### Work item
Return the data in full, exactly as it was written.

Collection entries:
=== Begin Enclosure ===

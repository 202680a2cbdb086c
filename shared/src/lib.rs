use serde::de::DeserializeOwned;
use serde::{Deserialize, Deserializer, Serialize};
use serde_json::{Map, Value};
use std::fmt;

// ---------------------------------------------------------------------------
// Device server (HTTP)
// ---------------------------------------------------------------------------

#[derive(Debug, Clone, Copy, PartialEq, Eq, Serialize, Deserialize)]
pub enum ServerStatus {
    Idle,
    Running,
}

impl ServerStatus {
    pub fn as_str(&self) -> &'static str {
        match self {
            ServerStatus::Idle => "idle",
            ServerStatus::Running => "running",
        }
    }
}

impl fmt::Display for ServerStatus {
    fn fmt(&self, f: &mut fmt::Formatter<'_>) -> fmt::Result {
        f.write_str(self.as_str())
    }
}

/// Body of `GET /devices/api/status`.
/// The server answers `{"status": "True"}` / `{"status": "False"}`; a bare
/// boolean is accepted too.
#[derive(Debug, Clone, Default, Serialize, Deserialize)]
pub struct StatusReply {
    #[serde(default)]
    pub status: Value,
}

impl StatusReply {
    pub fn server_status(&self) -> ServerStatus {
        match &self.status {
            Value::String(s) if s == "True" => ServerStatus::Running,
            Value::Bool(true) => ServerStatus::Running,
            _ => ServerStatus::Idle,
        }
    }
}

/// Device/plugin selection posted to `/devices/api/start`.
/// Values are free-form; the server decides what is legal.
#[derive(Debug, Clone, Default, PartialEq, Eq, Serialize, Deserialize)]
pub struct DeviceSelection {
    #[serde(default, skip_serializing_if = "Option::is_none")]
    pub camera: Option<String>,
    #[serde(default, skip_serializing_if = "Option::is_none")]
    pub telescope: Option<String>,
    #[serde(default, skip_serializing_if = "Option::is_none")]
    pub focuser: Option<String>,
    #[serde(default, skip_serializing_if = "Option::is_none")]
    pub filterwheel: Option<String>,
    #[serde(default, skip_serializing_if = "Option::is_none")]
    pub solver: Option<String>,
    #[serde(default, skip_serializing_if = "Option::is_none")]
    pub guider: Option<String>,
    #[serde(default, skip_serializing_if = "Option::is_none")]
    pub plugins: Option<String>,
}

=== End Enclosure ===

### Completed exercise
repository 202680a2cbdb086c
filename shared/src/lib.rs
use serde::de::DeserializeOwned;
use serde::{Deserialize, Deserializer, Serialize};
use serde_json::{Map, Value};
use std::fmt;

// ---------------------------------------------------------------------------
// Device server (HTTP)
// ---------------------------------------------------------------------------

#[derive(Debug, Clone, Copy, PartialEq, Eq, Serialize, Deserialize)]
pub enum ServerStatus {
    Idle,
    Running,
}

impl ServerStatus {
    pub fn as_str(&self) -> &'static str {
        match self {
            ServerStatus::Idle => "idle",
            ServerStatus::Running => "running",
        }
    }
}

impl fmt::Display for ServerStatus {
    fn fmt(&self, f: &mut fmt::Formatter<'_>) -> fmt::Result {
        f.write_str(self.as_str())
    }
}

/// Body of `GET /devices/api/status`.
/// The server answers `{"status": "True"}` / `{"status": "False"}`; a bare
/// boolean is accepted too.
#[derive(Debug, Clone, Default, Serialize, Deserialize)]
pub struct StatusReply {
    #[serde(default)]
    pub status: Value,
}

impl StatusReply {
    pub fn server_status(&self) -> ServerStatus {
        match &self.status {
            Value::String(s) if s == "True" => ServerStatus::Running,
            Value::Bool(true) => ServerStatus::Running,
            _ => ServerStatus::Idle,
        }
    }
}

/// Device/plugin selection posted to `/devices/api/start`.
/// Values are free-form; the server decides what is legal.
#[derive(Debug, Clone, Default, PartialEq, Eq, Serialize, Deserialize)]
pub struct DeviceSelection {
    #[serde(default, skip_serializing_if = "Option::is_none")]
    pub camera: Option<String>,
    #[serde(default, skip_serializing_if = "Option::is_none")]
    pub telescope: Option<String>,
    #[serde(default, skip_serializing_if = "Option::is_none")]
    pub focuser: Option<String>,
    #[serde(default, skip_serializing_if = "Option::is_none")]
    pub filterwheel: Option<String>,
    #[serde(default, skip_serializing_if = "Option::is_none")]
    pub solver: Option<String>,
    #[serde(default, skip_serializing_if = "Option::is_none")]
    pub guider: Option<String>,
    #[serde(default, skip_serializing_if = "Option::is_none")]
    pub plugins: Option<String>,
}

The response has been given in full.